Perhaps the most relevant announcement is the development of a low-cost 14nm FinFET process, 14nm LPC. The company has already shipped more than half a million 14nm wafers and expanded the process to included networking/server and automotive applications, but Samsung’s Kelvin Low said he expects next-generation applications to move to the lower-cost option.
“There are always concerns about trading off cost versus performance,” Low, Samsung’s senior director of foundry marketing, told EE Times. “LPC has the same PDK of [14nm] LPP. The number of steps has been reduced…That allows us to achieve a lower cost point on manufacturing and we decide to share that with our customers.”
Samsung will also offer an RF add-on to 14LPC this year. Low wouldn’t elaborate on just what steps had been reduced, or discuss the cost differential between 14nm LPP (Low-Power Plus—the 2nd generation of the company’s 14nm FinFET process technology) and LPC processes. The lower-cost option will be available sometime this year.

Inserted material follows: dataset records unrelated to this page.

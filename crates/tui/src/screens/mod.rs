//! Screens and the result-passing machinery between them.
pub mod builder;
pub mod navigation;
pub mod outcome;
pub mod quest_detail;
pub mod slot_panel;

Low added that Samsung will release a 10nm LPP process technology that offers a 10% performance boost from the first-generation 10nm LPE (Low-Power Early) process. Although the foundry has begun work on a 7LPP node with “competitive PPA scaling,” Low said there is confusion about 10nm and 7nm.
“We think 10nm will be a much longer node than other foundries are claiming it will be. We think 7nm has to be defined and optimized to be cost effective to the masses, not just the high margin products,” he said. “EUV is an important enabler for a 7m cost affordable node.”